Finalmente, falemos de “tempo”. Vou me permitir não abordar o tempo de duração do impacto (que influencia na sua magnitude), subvertendo o assunto para tratar do tempo de duração do processo. A pesquisa empreendida pela CNI constatou que “o prazo para obtenção de cada uma das licenças nos estados é bastante variável, podendo chegar a 28 meses. Segundo informações obtidas na pesquisa, o prazo para finalizar o processo de licenciamento de empreendimento ou atividade que dependa das três licenças ambientais para operar (LP, LI e LO) pode demorar sete anos para ser concluído. Quanto aos prazos das licenças, a validade da Licença de Operação (LO), por exemplo, varia de um a oito anos”. É verdade que a Lei Complementar no 140/2011 promoveu avanços, quando estabeleceu competências dos entes federativos, descentralizou o licenciamento e definiu prazo de resposta dos órgãos licenciadores. No entanto, em função dos inúmeros órgãos anuentes, “antes de emitir a licença ambiental, os órgãos ambientais estaduais consultam outros órgãos interessados e esperam suas manifestações para dar prosseguimento ao processo, independentemente do cumprimento do prazo estabelecido”.

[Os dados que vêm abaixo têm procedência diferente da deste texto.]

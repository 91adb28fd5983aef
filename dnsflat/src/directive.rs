//! Classification of configuration lines.
//!
//! Only the two inclusion directives are understood. Every other
//! non-empty, non-comment line is an opaque setting and is passed through
//! exactly as written, minus surrounding whitespace.

use std::path::Path;

use crate::filter::DirectoryFilter;

/// Prefix of the single-file inclusion directive.
pub const CONF_FILE_PREFIX: &str = "conf-file=";

/// Prefix of the directory inclusion directive.
pub const CONF_DIR_PREFIX: &str = "conf-dir=";

/// First non-whitespace character of a comment line.
pub const COMMENT_MARKER: char = '#';

/// Marks a `conf-dir` modifier as an allow-list suffix.
pub const INCLUDE_MARKER: char = '*';

/// Separates the directory path and modifiers of a `conf-dir` value.
pub const MODIFIER_SEPARATOR: char = ',';

/// Characters that end a line. A lone `\r` counts, as do the other
/// Unicode line and record separators.
pub const LINE_BREAKS: [char; 10] = [
    '\n', '\r', '\u{0b}', '\u{0c}', '\u{1c}', '\u{1d}', '\u{1e}', '\u{85}', '\u{2028}',
    '\u{2029}',
];

/// Split file contents into lines on any of [`LINE_BREAKS`].
///
/// A `\r\n` pair yields an extra empty piece, which [`Directive::parse`]
/// treats as a blank line.
///
/// ```
/// let lines: Vec<_> = dnsflat::directive::lines("a=1\rb=2\r\nc=3").collect();
/// assert_eq!(lines, ["a=1", "b=2", "", "c=3"]);
/// ```
pub fn lines(contents: &str) -> impl Iterator<Item = &str> {
    contents.split(LINE_BREAKS)
}

/// Directory named by the first segment of a `conf-dir` or `CONFIG_DIR`
/// value. An empty segment means the working directory.
#[must_use]
pub fn directory_path(segment: &str) -> &Path {
    if segment.is_empty() {
        Path::new(".")
    } else {
        Path::new(segment)
    }
}

/// A `conf-dir` directive: the directory and its local filter.
#[derive(Debug, Clone, PartialEq, Eq)]
pub struct ConfDir<'a> {
    /// Directory whose files are included.
    pub path: &'a Path,
    /// Local exclude/include suffixes.
    pub filter: DirectoryFilter,
}

/// One meaningful line of a configuration file.
#[derive(Debug, Clone, PartialEq, Eq)]
pub enum Directive<'a> {
    /// `conf-file=PATH`
    ConfFile(&'a Path),
    /// `conf-dir=PATH[,MOD]*`
    ConfDir(ConfDir<'a>),
    /// Any other line, trimmed.
    Setting(&'a str),
}

impl<'a> Directive<'a> {
    /// Classify a raw line.
    ///
    /// Returns `None` for blank lines and comments.
    ///
    /// # Examples
    ///
    /// ```
    /// use dnsflat::Directive;
    /// use std::path::Path;
    ///
    /// assert_eq!(Directive::parse("  # comment"), None);
    /// assert_eq!(
    ///     Directive::parse("conf-file=/etc/dnsmasq.more.conf"),
    ///     Some(Directive::ConfFile(Path::new("/etc/dnsmasq.more.conf")))
    /// );
    /// assert_eq!(
    ///     Directive::parse("  server=1.1.1.1  "),
    ///     Some(Directive::Setting("server=1.1.1.1"))
    /// );
    /// ```
    #[must_use]
    pub fn parse(line: &'a str) -> Option<Self> {
        let trimmed = line.trim();
        if trimmed.is_empty() || trimmed.starts_with(COMMENT_MARKER) {
            return None;
        }

        if let Some(value) = trimmed.strip_prefix(CONF_FILE_PREFIX) {
            return Some(Self::ConfFile(Path::new(value)));
        }

        if let Some(value) = trimmed.strip_prefix(CONF_DIR_PREFIX) {
            let mut segments = value.split(MODIFIER_SEPARATOR);
            let path = directory_path(segments.next().unwrap_or_default());
            return Some(Self::ConfDir(ConfDir {
                path,
                filter: DirectoryFilter::from_modifiers(segments),
            }));
        }

        Some(Self::Setting(trimmed))
    }
}
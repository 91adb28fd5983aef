//! Path canonicalization functions.
//!
//! This module resolves paths to the identity used for cycle detection:
//! - Full canonicalization of existing paths
//! - Partial canonicalization for non-existent paths
//!
//! Two references to the same file (relative and absolute, or through a
//! symlink) always produce the same [`CanonicalPath`].

use std::fs;
use std::io::ErrorKind;
use std::path::{Path, PathBuf};

use crate::error::{Error, Result};

use super::normalize::{absolutize, resolve_components};
use super::types::CanonicalPath;

/// Canonicalize an existing path by following symlinks.
///
/// # Errors
///
/// Returns an error if the path does not exist, permission is denied, or
/// another I/O error occurs.
///
/// # Examples
///
/// ```no_run
/// use dnsflat::path::canonicalize::canonicalize;
/// use std::path::Path;
///
/// let canonical = canonicalize(Path::new("/etc")).unwrap();
/// assert!(canonical.is_absolute());
/// ```
pub fn canonicalize(path: &Path) -> Result<PathBuf> {
    fs::canonicalize(path).map_err(|e| match e.kind() {
        ErrorKind::NotFound | ErrorKind::PermissionDenied => Error::InvalidPath {
            path: path.to_path_buf(),
            reason: e.to_string(),
        },
        _ => Error::Io(e),
    })
}

/// Canonicalize the existing portion of a path.
///
/// For non-existent paths, this function finds the longest existing ancestor
/// and canonicalizes it, returning the non-existent components separately.
///
/// # Errors
///
/// Returns an error if no existing ancestor can be found or the existing
/// ancestor cannot be canonicalized.
///
/// # Examples
///
/// ```no_run
/// use dnsflat::path::canonicalize::canonicalize_existing;
/// use std::path::{Path, PathBuf};
///
/// let (canonical, remainder) =
///     canonicalize_existing(Path::new("/tmp/nonexistent/file.conf")).unwrap();
/// assert_eq!(remainder, Some(PathBuf::from("nonexistent/file.conf")));
/// ```
pub fn canonicalize_existing(path: &Path) -> Result<(PathBuf, Option<PathBuf>)> {
    if let Ok(canonical) = canonicalize(path) {
        return Ok((canonical, None));
    }

    let mut current = path.to_path_buf();
    let mut non_existent = Vec::new();

    loop {
        if current.exists() {
            let canonical = canonicalize(&current)?;

            let remainder = if non_existent.is_empty() {
                None
            } else {
                non_existent.reverse();
                Some(non_existent.into_iter().collect())
            };

            return Ok((canonical, remainder));
        }

        match current.file_name() {
            Some(name) => {
                non_existent.push(name.to_os_string());
                current.pop();
            }
            None => {
                return Err(Error::InvalidPath {
                    path: path.to_path_buf(),
                    reason: "Cannot find any existing portion of path".to_string(),
                });
            }
        }
    }
}

/// Compute the canonical identity of a path.
///
/// Existing paths are fully symlink-resolved. For a path that does not exist,
/// the deepest existing ancestor is resolved and the missing components are
/// appended. If even that fails (for example an unreadable ancestor), the
/// lexically normalized absolute path is used. A missing path is never an
/// error.
///
/// # Errors
///
/// Returns an error only if a relative path cannot be made absolute.
///
/// # Examples
///
/// ```no_run
/// use dnsflat::path::canonicalize::canonical_path;
/// use std::path::Path;
///
/// let a = canonical_path(Path::new("/etc/dnsmasq.conf")).unwrap();
/// let b = canonical_path(Path::new("/etc/../etc/dnsmasq.conf")).unwrap();
/// assert_eq!(a, b);
/// ```
pub fn canonical_path(path: &Path) -> Result<CanonicalPath> {
    let absolute = absolutize(path)?;

    if let Ok(canonical) = canonicalize(&absolute) {
        return Ok(CanonicalPath::from_resolved(canonical));
    }

    let lexical = resolve_components(&absolute);
    let resolved = match canonicalize_existing(&lexical) {
        Ok((base, Some(rest))) => base.join(rest),
        Ok((base, None)) => base,
        Err(_) => lexical,
    };

    Ok(CanonicalPath::from_resolved(resolved))
}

Diante disso, pergunto: que tipo de resposta pode um gestor de meio ambiente dar ao empreendedor investidor, quando perguntado sobre o prazo e as garantias de licenciamento ambiental do empreendimento pretendido? “A licença sairá de dois a sete anos, se não judicializar…”?! Não há fluxo de caixa ou taxa de retorno de investimento que possa ser calculado tendo por base tamanha incerteza! Isso prova que há necessidade de reformar o sistema, tornando-o mais claro, sob pena de nos afundarmos mais e mais na insegurança jurídica que há muito tempo vem tomando conta do Licenciamento Ambiental. Ou fazemos isso, ou o Brasil se tornará terreno árido e hostil para novos investimentos.